**Provided records:**
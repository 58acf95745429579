use crate::config::MenuConfig;
use crate::dom::{Document, ElementId, Selector};
use crate::events::Key;
use crate::gui::a11y;
use crate::gui::menu::{ARIA_CONTROLS, ARIA_EXPANDED, ARIA_HIDDEN, SwipeTracker, is_inert_href};
use crate::gui::{ACTIVE, LINK, MENU_PANEL, MENU_TOGGLE, SHOW};
use crate::timer::{Scheduler, Task};

#[derive(Debug, Clone, Copy, PartialEq, Eq)]
pub enum MenuTransition {
    Opened,
    Closed,
    Unchanged,
}

/// Slide-out navigation for narrow viewports.
#[derive(Debug)]
pub struct NavMenu {
    toggle: ElementId,
    panel: ElementId,
    open: bool,
    swipe: SwipeTracker,
    config: MenuConfig,
}

impl NavMenu {
    pub fn mount(page: &mut Document, config: MenuConfig) -> Option<Self> {
        let toggle = page.query(&Selector::parse(MENU_TOGGLE))?;
        let panel = page.query(&Selector::parse(MENU_PANEL))?;

        a11y::make_activatable(page, &toggle);
        page.set_attr(&toggle, ARIA_CONTROLS, &panel);

        let mut menu = Self {
            toggle,
            panel,
            open: false,
            swipe: SwipeTracker::default(),
            config,
        };
        menu.on_resize(page);
        log::debug!("Mounted navigation menu ({} -> {})", menu.toggle, menu.panel);
        Some(menu)
    }

    pub fn is_open(&self) -> bool {
        self.open
    }

    pub fn toggle_id(&self) -> &ElementId {
        &self.toggle
    }

    pub fn panel_id(&self) -> &ElementId {
        &self.panel
    }

    pub fn set_config(&mut self, page: &mut Document, config: MenuConfig) {
        self.config = config;
        self.on_resize(page);
    }

    fn is_mobile(&self, page: &Document) -> bool {
        page.viewport().width <= self.config.breakpoint
    }

    pub fn open(&mut self, page: &mut Document) -> MenuTransition {
        if self.open {
            return MenuTransition::Unchanged;
        }
        self.open = true;

        page.add_class(&self.panel, SHOW);
        page.add_class(&self.toggle, ACTIVE);
        page.set_attr(&self.toggle, ARIA_EXPANDED, "true");
        page.set_attr(&self.panel, ARIA_HIDDEN, "false");
        page.lock_scroll(&self.panel, true);

        if self.config.focus_first_link
            && let Some(first) = page
                .query_within(&self.panel, &Selector::parse(LINK))
                .into_iter()
                .next()
        {
            page.focus(&first);
        }

        log::debug!("Menu opened");
        MenuTransition::Opened
    }

    pub fn close(&mut self, page: &mut Document) -> MenuTransition {
        if !self.open {
            return MenuTransition::Unchanged;
        }
        self.write_closed(page);
        log::debug!("Menu closed");
        MenuTransition::Closed
    }

    /// Writes the closed state whatever the current one. Scrolling is only
    /// restored when the menu was the one holding it.
    fn write_closed(&mut self, page: &mut Document) {
        let was_open = self.open;
        self.open = false;
        self.swipe.reset();

        page.remove_class(&self.panel, SHOW);
        page.remove_class(&self.toggle, ACTIVE);
        page.set_attr(&self.toggle, ARIA_EXPANDED, "false");
        page.set_attr(&self.panel, ARIA_HIDDEN, "true");

        if was_open {
            page.lock_scroll(&self.panel, false);
            if page
                .focused()
                .is_some_and(|f| page.contains(&self.panel, f))
            {
                page.focus(&self.toggle);
            }
        }
    }

    pub fn toggle(&mut self, page: &mut Document) -> MenuTransition {
        if self.open {
            self.close(page)
        } else {
            self.open(page)
        }
    }

    fn is_inside(&self, page: &Document, target: &ElementId) -> bool {
        page.contains(&self.toggle, target) || page.contains(&self.panel, target)
    }

    pub fn on_click(
        &mut self,
        page: &mut Document,
        timers: &mut Scheduler,
        target: &ElementId,
    ) -> MenuTransition {
        if page.contains(&self.toggle, target) {
            return self.toggle(page);
        }

        if page.contains(&self.panel, target) {
            let Some(link) = page.closest(target, &Selector::parse(LINK)) else {
                return MenuTransition::Unchanged;
            };
            let href = page.attr(&link, "href").unwrap_or_default().to_string();

            let transition = self.close(page);
            if !is_inert_href(&href) {
                if transition == MenuTransition::Closed {
                    // let the close transition play before leaving
                    timers.set_timeout(self.config.close_delay_ms, Task::Navigate(href));
                } else {
                    page.navigate(&href);
                }
            }
            return transition;
        }

        self.close(page)
    }

    pub fn on_touch_start(&mut self, page: &mut Document, target: &ElementId, x: f64) -> MenuTransition {
        if !self.open {
            return MenuTransition::Unchanged;
        }
        if !self.is_inside(page, target) {
            return self.close(page);
        }
        self.swipe.begin(x);
        MenuTransition::Unchanged
    }

    pub fn on_touch_move(&mut self, page: &mut Document, x: f64) -> MenuTransition {
        if self.open
            && self
                .swipe
                .update(x, self.config.swipe_threshold, self.config.swipe_direction)
        {
            log::debug!("Swipe closes menu");
            return self.close(page);
        }
        MenuTransition::Unchanged
    }

    pub fn on_touch_end(&mut self) {
        self.swipe.reset();
    }

    pub fn on_key(&mut self, page: &mut Document, key: &Key) -> MenuTransition {
        match key {
            Key::Escape => self.close(page),
            _ if a11y::is_activation_key(key)
                && page.focused() == Some(&self.toggle) =>
            {
                self.toggle(page)
            }
            _ => MenuTransition::Unchanged,
        }
    }

    /// Past the breakpoint the collapsed form is not used: force closed and
    /// drop the mobile-only attributes. Below it, make sure they exist.
    pub fn on_resize(&mut self, page: &mut Document) {
        if self.is_mobile(page) {
            if page.attr(&self.toggle, ARIA_EXPANDED).is_none() {
                let open = if self.open { "true" } else { "false" };
                page.set_attr(&self.toggle, ARIA_EXPANDED, open);
            }
            if page.attr(&self.panel, ARIA_HIDDEN).is_none() {
                let hidden = if self.open { "false" } else { "true" };
                page.set_attr(&self.panel, ARIA_HIDDEN, hidden);
            }
        } else {
            self.write_closed(page);
            page.remove_attr(&self.toggle, ARIA_EXPANDED);
            page.remove_attr(&self.panel, ARIA_HIDDEN);
        }
    }
}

**Task details:**
Everything in the listing above should be restated exactly.

**Solved problem:**
repository 58acf95745429579
use crate::config::MenuConfig;
use crate::dom::{Document, ElementId, Selector};
use crate::events::Key;
use crate::gui::a11y;
use crate::gui::menu::{ARIA_CONTROLS, ARIA_EXPANDED, ARIA_HIDDEN, SwipeTracker, is_inert_href};
use crate::gui::{ACTIVE, LINK, MENU_PANEL, MENU_TOGGLE, SHOW};
use crate::timer::{Scheduler, Task};

#[derive(Debug, Clone, Copy, PartialEq, Eq)]
pub enum MenuTransition {
    Opened,
    Closed,
    Unchanged,
}

/// Slide-out navigation for narrow viewports.
#[derive(Debug)]
pub struct NavMenu {
    toggle: ElementId,
    panel: ElementId,
    open: bool,
    swipe: SwipeTracker,
    config: MenuConfig,
}

impl NavMenu {
    pub fn mount(page: &mut Document, config: MenuConfig) -> Option<Self> {
        let toggle = page.query(&Selector::parse(MENU_TOGGLE))?;
        let panel = page.query(&Selector::parse(MENU_PANEL))?;

        a11y::make_activatable(page, &toggle);
        page.set_attr(&toggle, ARIA_CONTROLS, &panel);

        let mut menu = Self {
            toggle,
            panel,
            open: false,
            swipe: SwipeTracker::default(),
            config,
        };
        menu.on_resize(page);
        log::debug!("Mounted navigation menu ({} -> {})", menu.toggle, menu.panel);
        Some(menu)
    }

    pub fn is_open(&self) -> bool {
        self.open
    }

    pub fn toggle_id(&self) -> &ElementId {
        &self.toggle
    }

    pub fn panel_id(&self) -> &ElementId {
        &self.panel
    }

    pub fn set_config(&mut self, page: &mut Document, config: MenuConfig) {
        self.config = config;
        self.on_resize(page);
    }

    fn is_mobile(&self, page: &Document) -> bool {
        page.viewport().width <= self.config.breakpoint
    }

    pub fn open(&mut self, page: &mut Document) -> MenuTransition {
        if self.open {
            return MenuTransition::Unchanged;
        }
        self.open = true;

        page.add_class(&self.panel, SHOW);
        page.add_class(&self.toggle, ACTIVE);
        page.set_attr(&self.toggle, ARIA_EXPANDED, "true");
        page.set_attr(&self.panel, ARIA_HIDDEN, "false");
        page.lock_scroll(&self.panel, true);

        if self.config.focus_first_link
            && let Some(first) = page
                .query_within(&self.panel, &Selector::parse(LINK))
                .into_iter()
                .next()
        {
            page.focus(&first);
        }

        log::debug!("Menu opened");
        MenuTransition::Opened
    }

    pub fn close(&mut self, page: &mut Document) -> MenuTransition {
        if !self.open {
            return MenuTransition::Unchanged;
        }
        self.write_closed(page);
        log::debug!("Menu closed");
        MenuTransition::Closed
    }

    /// Writes the closed state whatever the current one. Scrolling is only
    /// restored when the menu was the one holding it.
    fn write_closed(&mut self, page: &mut Document) {
        let was_open = self.open;
        self.open = false;
        self.swipe.reset();

        page.remove_class(&self.panel, SHOW);
        page.remove_class(&self.toggle, ACTIVE);
        page.set_attr(&self.toggle, ARIA_EXPANDED, "false");
        page.set_attr(&self.panel, ARIA_HIDDEN, "true");

        if was_open {
            page.lock_scroll(&self.panel, false);
            if page
                .focused()
                .is_some_and(|f| page.contains(&self.panel, f))
            {
                page.focus(&self.toggle);
            }
        }
    }

    pub fn toggle(&mut self, page: &mut Document) -> MenuTransition {
        if self.open {
            self.close(page)
        } else {
            self.open(page)
        }
    }

    fn is_inside(&self, page: &Document, target: &ElementId) -> bool {
        page.contains(&self.toggle, target) || page.contains(&self.panel, target)
    }

    pub fn on_click(
        &mut self,
        page: &mut Document,
        timers: &mut Scheduler,
        target: &ElementId,
    ) -> MenuTransition {
        if page.contains(&self.toggle, target) {
            return self.toggle(page);
        }

        if page.contains(&self.panel, target) {
            let Some(link) = page.closest(target, &Selector::parse(LINK)) else {
                return MenuTransition::Unchanged;
            };
            let href = page.attr(&link, "href").unwrap_or_default().to_string();

            let transition = self.close(page);
            if !is_inert_href(&href) {
                if transition == MenuTransition::Closed {
                    // let the close transition play before leaving
                    timers.set_timeout(self.config.close_delay_ms, Task::Navigate(href));
                } else {
                    page.navigate(&href);
                }
            }
            return transition;
        }

        self.close(page)
    }

    pub fn on_touch_start(&mut self, page: &mut Document, target: &ElementId, x: f64) -> MenuTransition {
        if !self.open {
            return MenuTransition::Unchanged;
        }
        if !self.is_inside(page, target) {
            return self.close(page);
        }
        self.swipe.begin(x);
        MenuTransition::Unchanged
    }

    pub fn on_touch_move(&mut self, page: &mut Document, x: f64) -> MenuTransition {
        if self.open
            && self
                .swipe
                .update(x, self.config.swipe_threshold, self.config.swipe_direction)
        {
            log::debug!("Swipe closes menu");
            return self.close(page);
        }
        MenuTransition::Unchanged
    }

    pub fn on_touch_end(&mut self) {
        self.swipe.reset();
    }

    pub fn on_key(&mut self, page: &mut Document, key: &Key) -> MenuTransition {
        match key {
            Key::Escape => self.close(page),
            _ if a11y::is_activation_key(key)
                && page.focused() == Some(&self.toggle) =>
            {
                self.toggle(page)
            }
            _ => MenuTransition::Unchanged,
        }
    }

    /// Past the breakpoint the collapsed form is not used: force closed and
    /// drop the mobile-only attributes. Below it, make sure they exist.
    pub fn on_resize(&mut self, page: &mut Document) {
        if self.is_mobile(page) {
            if page.attr(&self.toggle, ARIA_EXPANDED).is_none() {
                let open = if self.open { "true" } else { "false" };
                page.set_attr(&self.toggle, ARIA_EXPANDED, open);
            }
            if page.attr(&self.panel, ARIA_HIDDEN).is_none() {
                let hidden = if self.open { "false" } else { "true" };
                page.set_attr(&self.panel, ARIA_HIDDEN, hidden);
            }
        } else {
            self.write_closed(page);
            page.remove_attr(&self.toggle, ARIA_EXPANDED);
            page.remove_attr(&self.panel, ARIA_HIDDEN);
        }
    }
}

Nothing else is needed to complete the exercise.